[CONCACAF CHAMPIONS LEAGUE] Playoffs in March? It's not just for college basketball teams any more. For MLS entries in the Concacaf Champions League
quarterfinals, that's the only way to look at it. "This game against Santos is obviously a playoff game," said Seattle midfielder Brad Evans of a series against Mexican club Santos
Laguna that kicks off Wednesday (10 p.m. ET, Fox Soccer, Galavision) at CenturyLink Field. “It’s going to be difficult.
“I’m glad we have the first game at home; if
we get off to a good start and get ourselves in front it will take a little bit of the pressure off going into Mexico. Santos is playing extremely well right now, they’re going to be a very,
very tough team.”
To accentuate that last point, Santos tuned up for its trip to Seattle by pummeling San Luis, 5-2, in its league game Saturday. Oribe Peralta nailed
four of the goals; American striker Herculez Gomez notched the other. Weeks ago, Gomez -- who played for the USL Sounders in 2003 -- cranked up some vitriol by claiming Sigi
Schmid, while head coach of the Galaxy, had suggested he find a new career. Schmid, the Sounders' head coach since they entered MLS prior to the 2009 season, replied that he’d probably
been misunderstood.
More important than the crossfire of sniping is whether the Sounders can contain the Santos attack, which lost starting striker Carlos Darwin Quintero
to a torn muscle in his left leg a week and a half ago during a 2-1 loss to Guadalajara. Peralta led Santos with 13 goals during the 2011 Apertura season that concluded in December with a 3-2
aggregate loss to UANL (Tigres) in the playoff finals; he’d scored just once in the current Clausura campaign before pounding four into the San Luis net.
In league play Santos is
fourth with a 5-2-2 record, 17 points, and a plus-five (16 scored, 11 conceded) goal differential. It reached the CCL quarterfinals last fall by topping a group that included Olimpia (Honduras), Real
Espana (Honduras), and the Colorado Rapids. Quintero and Peralta shared the team lead with four goals apiece (of 16 scored in six matches).
“Obviously they’re a team that likes
to attack and they have good attacking properties,” said Schmid to soundersfc.com. “Their
midfielders, their central guys, are good with the ball.”
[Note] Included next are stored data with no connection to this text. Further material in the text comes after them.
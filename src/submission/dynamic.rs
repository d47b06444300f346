use crate::error::Result;
use crate::finding::{codes, Finding};
use crate::submission::context::SubmissionContext;
use crate::submission::stage::Stage;
use async_trait::async_trait;

/// Surfaces dynamic field violations reported by the parsed document, one
/// finding per violation. Any violation rejects the report content. Runs
/// only while the model is still valid.
pub struct DynamicFieldStage;

#[async_trait]
impl Stage for DynamicFieldStage {
    fn name(&self) -> &'static str {
        "dynamic-fields"
    }

    async fn run(&self, ctx: &mut SubmissionContext) -> Result<()> {
        if !ctx.model_valid {
            return Ok(());
        }
        let Some(document) = ctx.document.clone() else {
            return Ok(());
        };

        for violation in document.dynamic_field_violations() {
            ctx.fail_report(
                Finding::error(codes::DYNAMIC_FIELD_ERROR, "Dynamic field validation failed")
                    .with_details(format!("{}: {}", violation.field, violation.detail)),
            );
        }

        Ok(())
    }
}
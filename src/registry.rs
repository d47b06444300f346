//! Lookups against the reporting registry: banks, reports and report
//! versions.

use crate::error::Result;
use crate::period::{RecurrenceType, ReportingPeriod};
use async_trait::async_trait;
use sqlx::PgPool;

#[derive(Debug, Clone, PartialEq, Eq)]
pub struct BankRecord {
    pub id: i32,
    pub code: String,
    pub name: String,
    pub active: bool,
}

#[derive(Debug, Clone, PartialEq, Eq)]
pub struct ReportRecord {
    pub id: i32,
    pub code: String,
    pub recurrence: RecurrenceType,
}

/// A report version valid for a concrete period, together with the root
/// element its documents must carry.
#[derive(Debug, Clone, PartialEq, Eq)]
pub struct ReportVersionRecord {
    pub id: i32,
    pub root_element: String,
    pub root_namespace: String,
}

#[async_trait]
pub trait RegistrySource: Send + Sync {
    async fn bank_by_code(&self, code: &str) -> Result<Option<BankRecord>>;

    async fn report_by_code(&self, code: &str) -> Result<Option<ReportRecord>>;

    /// The version of a report that was in force for the given period.
    async fn report_version(
        &self,
        report_id: i32,
        period: &ReportingPeriod,
    ) -> Result<Option<ReportVersionRecord>>;
}

pub struct SqlRegistrySource {
    pool: PgPool,
}

impl SqlRegistrySource {
    pub fn new(pool: PgPool) -> Self {
        Self { pool }
    }
}

#[derive(sqlx::FromRow)]
struct BankRow {
    id: i32,
    code: String,
    name: String,
    active: bool,
}

#[derive(sqlx::FromRow)]
struct ReportRow {
    id: i32,
    code: String,
    recurrence_type: String,
}

#[derive(sqlx::FromRow)]
struct ReportVersionRow {
    id: i32,
    root_element: String,
    root_namespace: String,
}

#[async_trait]
impl RegistrySource for SqlRegistrySource {
    async fn bank_by_code(&self, code: &str) -> Result<Option<BankRecord>> {
        let row: Option<BankRow> =
            sqlx::query_as("SELECT id, code, name, active FROM bank WHERE code = $1")
                .bind(code)
                .fetch_optional(&self.pool)
                .await?;

        Ok(row.map(|bank| BankRecord {
            id: bank.id,
            code: bank.code,
            name: bank.name,
            active: bank.active,
        }))
    }

    async fn report_by_code(&self, code: &str) -> Result<Option<ReportRecord>> {
        let row: Option<ReportRow> =
            sqlx::query_as("SELECT id, code, recurrence_type FROM report WHERE code = $1")
                .bind(code)
                .fetch_optional(&self.pool)
                .await?;

        let Some(report) = row else {
            return Ok(None);
        };

        let recurrence = report
            .recurrence_type
            .chars()
            .next()
            .and_then(RecurrenceType::from_char)
            .ok_or_else(|| {
                crate::err!(
                    "report `{}` has unsupported recurrence type `{}`",
                    report.code,
                    report.recurrence_type
                )
            })?;

        Ok(Some(ReportRecord {
            id: report.id,
            code: report.code,
            recurrence,
        }))
    }

    async fn report_version(
        &self,
        report_id: i32,
        period: &ReportingPeriod,
    ) -> Result<Option<ReportVersionRecord>> {
        let row: Option<ReportVersionRow> = sqlx::query_as(
            "SELECT id, root_element, root_namespace \
             FROM report_version \
             WHERE report_id = $1 \
               AND valid_from <= $2 \
               AND (valid_to IS NULL OR valid_to >= $3) \
             ORDER BY valid_from DESC \
             LIMIT 1",
        )
        .bind(report_id)
        .bind(period.start)
        .bind(period.end)
        .fetch_optional(&self.pool)
        .await?;

        Ok(row.map(|version| ReportVersionRecord {
            id: version.id,
            root_element: version.root_element,
            root_namespace: version.root_namespace,
        }))
    }
}
use crate::status::SubmissionStatus;
use chrono::{DateTime, Utc};
use tokio::sync::broadcast;
use uuid::Uuid;

/// Broadcast after a submission outcome is committed. Interested parties
/// (mail delivery, dashboards) subscribe; a send with no subscribers is
/// not an error.
#[derive(Debug, Clone)]
pub struct SubmittedNotification {
    pub token: Uuid,
    pub report_code: String,
    pub bank_code: Option<String>,
    pub period: String,
    pub status: SubmissionStatus,
    pub submitted_report_id: Option<i64>,
    pub completed_at: DateTime<Utc>,
}

#[derive(Debug, Clone)]
pub struct Notifier {
    sender: broadcast::Sender<SubmittedNotification>,
}

impl Notifier {
    pub fn new(capacity: usize) -> Self {
        let (sender, _) = broadcast::channel(capacity);
        Self { sender }
    }

    pub fn subscribe(&self) -> broadcast::Receiver<SubmittedNotification> {
        self.sender.subscribe()
    }

    pub fn publish(&self, notification: SubmittedNotification) {
        let _ = self.sender.send(notification);
    }
}

impl Default for Notifier {
    fn default() -> Self {
        Self::new(64)
    }
}
pub mod mocks;
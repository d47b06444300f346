use config::{Config, ConfigError, Environment, File};
use serde::Deserialize;

#[derive(Debug, Clone, Deserialize, Default)]
pub struct ServiceConfig {
    #[serde(default)]
    pub amqp: AmqpConfig,
    #[serde(default)]
    pub database: DatabaseConfig,
    #[serde(default)]
    pub storage: StorageConfig,
    #[serde(default)]
    pub certificate: CertificateConfig,
}

#[derive(Debug, Clone, Deserialize)]
pub struct AmqpConfig {
    pub url: String,
    pub exchange: String,
    pub queue: String,
    pub routing_key: String,
    #[serde(default = "default_consumer_count")]
    pub consumer_count: usize,
    #[serde(default = "default_prefetch")]
    pub prefetch: u16,
}

impl Default for AmqpConfig {
    fn default() -> Self {
        Self {
            url: "amqp://localhost:5672/%2f".to_string(),
            exchange: "reports".to_string(),
            queue: "report-submission".to_string(),
            routing_key: "report.submission".to_string(),
            consumer_count: default_consumer_count(),
            prefetch: default_prefetch(),
        }
    }
}

#[derive(Debug, Clone, Deserialize)]
pub struct DatabaseConfig {
    pub url: String,
    #[serde(default)]
    pub max_connections: Option<u32>,
}

impl Default for DatabaseConfig {
    fn default() -> Self {
        Self {
            url: "postgres://localhost/reportsink".to_string(),
            max_connections: None,
        }
    }
}

#[derive(Debug, Clone, Deserialize)]
pub struct StorageConfig {
    /// Directory for the raw report documents extracted from submissions.
    pub report_dir: String,
    /// Directory for the generated status documents (PDF and XML).
    pub status_dir: String,
    /// Optional directory for raw inbound message dumps.
    #[serde(default)]
    pub message_dump_dir: Option<String>,
}

impl Default for StorageConfig {
    fn default() -> Self {
        Self {
            report_dir: "data/reports".to_string(),
            status_dir: "data/status".to_string(),
            message_dump_dir: None,
        }
    }
}

#[derive(Debug, Clone, Deserialize)]
pub struct CertificateConfig {
    /// Prefix in the certificate subject after which the six-character
    /// bank code is expected.
    pub subject_prefix: String,
}

impl Default for CertificateConfig {
    fn default() -> Self {
        Self {
            subject_prefix: "CN=".to_string(),
        }
    }
}

const fn default_consumer_count() -> usize {
    1
}

const fn default_prefetch() -> u16 {
    1
}

impl ServiceConfig {
    pub fn load() -> Result<Self, ConfigError> {
        Config::builder()
            .add_source(File::with_name("config/local").required(false))
            .add_source(Environment::with_prefix("REPORTSINK").separator("__"))
            .build()?
            .try_deserialize()
    }
}
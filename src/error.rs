#![forbid(unsafe_code)]

use thiserror::Error;

pub type Result<T, E = Error> = std::result::Result<T, E>;

#[derive(Debug, Error)]
pub enum Error {
    #[error("{0}")]
    Message(String),
    #[error("I/O error: {0}")]
    Io(#[from] std::io::Error),
    #[error("task join error: {0}")]
    Join(#[from] tokio::task::JoinError),
    #[error("JSON error: {0}")]
    SerdeJson(#[from] serde_json::Error),
    #[error("SQL error: {0}")]
    Sqlx(#[from] sqlx::Error),
    #[error("base64 decode error: {0}")]
    Base64(#[from] base64::DecodeError),
    #[error("archive error: {0}")]
    Zip(#[from] zip::result::ZipError),
    #[error("XML error: {0}")]
    Xml(#[from] quick_xml::Error),
    #[error("PDF error: {0}")]
    Pdf(#[from] lopdf::Error),
    #[error("AMQP error: {0}")]
    Lapin(#[from] lapin::Error),
    #[error("configuration error: {0}")]
    Config(#[from] config::ConfigError),
    #[error("invalid token: {0}")]
    Uuid(#[from] uuid::Error),
    #[error("{context}")]
    Context {
        context: String,
        #[source]
        source: Box<Error>,
    },
}

impl Error {
    pub fn new<E>(error: E) -> Self
    where
        Error: From<E>,
    {
        error.into()
    }

    pub fn msg<M>(message: M) -> Self
    where
        M: Into<String>,
    {
        Self::Message(message.into())
    }

    pub fn with_context<M>(context: M, source: Error) -> Self
    where
        M: Into<String>,
    {
        Self::Context {
            context: context.into(),
            source: Box::new(source),
        }
    }
}

pub trait Context<T> {
    fn context<C>(self, context: C) -> Result<T>
    where
        C: Into<String>;

    fn with_context<C, F>(self, f: F) -> Result<T>
    where
        F: FnOnce() -> C,
        C: Into<String>;
}

impl<T, E> Context<T> for std::result::Result<T, E>
where
    Error: From<E>,
{
    fn context<C>(self, context: C) -> Result<T>
    where
        C: Into<String>,
    {
        self.map_err(|err| Error::with_context(context.into(), err.into()))
    }

    fn with_context<C, F>(self, f: F) -> Result<T>
    where
        F: FnOnce() -> C,
        C: Into<String>,
    {
        self.map_err(|err| Error::with_context(f().into(), err.into()))
    }
}

impl From<String> for Error {
    fn from(value: String) -> Self {
        Error::Message(value)
    }
}

impl From<&str> for Error {
    fn from(value: &str) -> Self {
        Error::Message(value.to_string())
    }
}

#[macro_export]
macro_rules! err {
    ($fmt:literal $(, $arg:expr)* $(,)?) => {{
        $crate::error::Error::msg(format!($fmt $(, $arg)*))
    }};
    ($err:expr) => {{
        $crate::error::Error::new($err)
    }};
}

#[macro_export]
macro_rules! bail_err {
    ($($arg:tt)*) => {{
        return Err($crate::err!($($arg)*));
    }};
}

#[macro_export]
macro_rules! ensure_err {
    ($cond:expr $(,)?) => {
        if !$cond {
            return Err($crate::err!(concat!("condition failed: ", stringify!($cond))));
        }
    };
    ($cond:expr, $($arg:tt)+) => {
        if !$cond {
            $crate::bail_err!($($arg)+);
        }
    };
}
//! Access to the submission status row that tracks a submission from queue
//! entry to its terminal state.

use crate::error::Result;
use crate::status::{DataProcessingStatus, SubmissionStatus};
use async_trait::async_trait;
use chrono::{DateTime, Utc};
use sqlx::PgPool;
use uuid::Uuid;

#[derive(Debug, Clone)]
pub struct StatusInfo {
    pub id: i64,
    pub token: Uuid,
    pub status: SubmissionStatus,
    pub submitted_at: DateTime<Utc>,
}

#[async_trait]
pub trait StatusStore: Send + Sync {
    async fn find(&self, token: Uuid) -> Result<Option<StatusInfo>>;

    /// Conditional in-queue→processing transition. Returns `false` when the
    /// row was not in the in-queue state, which means another worker (or an
    /// earlier delivery of the same message) already claimed it.
    async fn begin_processing(&self, token: Uuid) -> Result<bool>;

    /// Last-resort terminal write when the pipeline itself failed.
    async fn mark_error(&self, token: Uuid) -> Result<()>;
}

pub struct SqlStatusStore {
    pool: PgPool,
}

impl SqlStatusStore {
    pub fn new(pool: PgPool) -> Self {
        Self { pool }
    }
}

#[derive(sqlx::FromRow)]
struct StatusRow {
    id: i64,
    token: Uuid,
    submission_status: String,
    submitted_at: DateTime<Utc>,
}

#[async_trait]
impl StatusStore for SqlStatusStore {
    async fn find(&self, token: Uuid) -> Result<Option<StatusInfo>> {
        let row: Option<StatusRow> = sqlx::query_as(
            "SELECT id, token, submission_status, submitted_at \
             FROM report_status WHERE token = $1",
        )
        .bind(token)
        .fetch_optional(&self.pool)
        .await?;

        let Some(row) = row else {
            return Ok(None);
        };

        let status = SubmissionStatus::from_code(&row.submission_status).ok_or_else(|| {
            crate::err!(
                "status row for token {} carries unknown status code `{}`",
                row.token,
                row.submission_status
            )
        })?;

        Ok(Some(StatusInfo {
            id: row.id,
            token: row.token,
            status,
            submitted_at: row.submitted_at,
        }))
    }

    async fn begin_processing(&self, token: Uuid) -> Result<bool> {
        let result = sqlx::query(
            "UPDATE report_status \
             SET submission_status = $1, status_changed_at = NOW() \
             WHERE token = $2 AND submission_status = $3",
        )
        .bind(SubmissionStatus::Processing.code())
        .bind(token)
        .bind(SubmissionStatus::InQueue.code())
        .execute(&self.pool)
        .await?;

        Ok(result.rows_affected() == 1)
    }

    async fn mark_error(&self, token: Uuid) -> Result<()> {
        sqlx::query(
            "UPDATE report_status \
             SET submission_status = $1, data_processing_status = $2, status_changed_at = NOW() \
             WHERE token = $3",
        )
        .bind(SubmissionStatus::Error.code())
        .bind(DataProcessingStatus::NotApplicable.code())
        .bind(token)
        .execute(&self.pool)
        .await?;

        Ok(())
    }
}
Two figures quite familiar to U.S. fans buttress the defense coached by former Mexican international midfielder
Benjamin Galindo. Goalkeeper Oswaldo Sanchez -- Galindo’s ex-teammate with El Tri -- tried to take out Sounders forward Eddie Johnson with a
post-goal slide tackle during a USA-Mexico qualifier in 2005, and Panamanian centerback Felipe Baloy led his nation to a stunning win over the U.S. in Gold Cup group play last
June. Baloy, 31, has played in Mexico since 2005 following short stints in Colombia and Brazil. A rugged, reliable defender, he routinely starts attacks out of the back with accurate passes.
Santos elected to travel from Mexico Tuesday and arrive just in time to train on the new artificial surface at CenturyLink Field that evening. It played on artificial turf in that 2-1 loss to
Guadalajara, and earlier in its league season won 3-1 at Tijuana.
The Sounders advanced by sharply improving their performance from the 2010-11 edition of the competition in which they won
just one of six group games and lost the other five. They needed overtime to eliminate San Francisco FC (Panama) 2-1 in the preliminary round, then in Group D Seattle finished second (3-2-1, 10
points) behind Monterrey and in front of Communicaciones (Guatemala) and Herediano (Costa Rica). It won its first three group games, winning away to Monterrey and Herediano to ease its passage.
“The first year in the Champions League we had a stinker,” says Evans, a member of the 2008 MLS Cup champion Columbus squad that Schmid brought along to Seattle. “We
weren’t prepared for it. As much as we thought we were prepared mentally for it, physically we weren’t.
“So we sat down last preseason and thought about preparing for his
and what can we add to what we did before. I think you saw we were more prepared for the games, we were better acquainted with the regimen of Saturday-Wednesday-Saturday-Wednesday, and the travel and
the logistics, things like that.”
The Sounders followed a Saturday-Wednesday-Saturday match schedule during the preseason to improve its poor record in two-game elimination series.
Though it has won the U.S. Open Cup -- which uses a one-game format -- in each of its first three MLS seasons, it has also been eliminated from the MLS conference semifinals over two legs each
time.
“Hopefully from past experience we learn what it takes to win elimination games,” said Evans, “because realistically even though we’ve won in the Open Cup, in
the big prizes like MLS Cup and the Champions League we haven’t been able to get over that hump to get us to the next level.”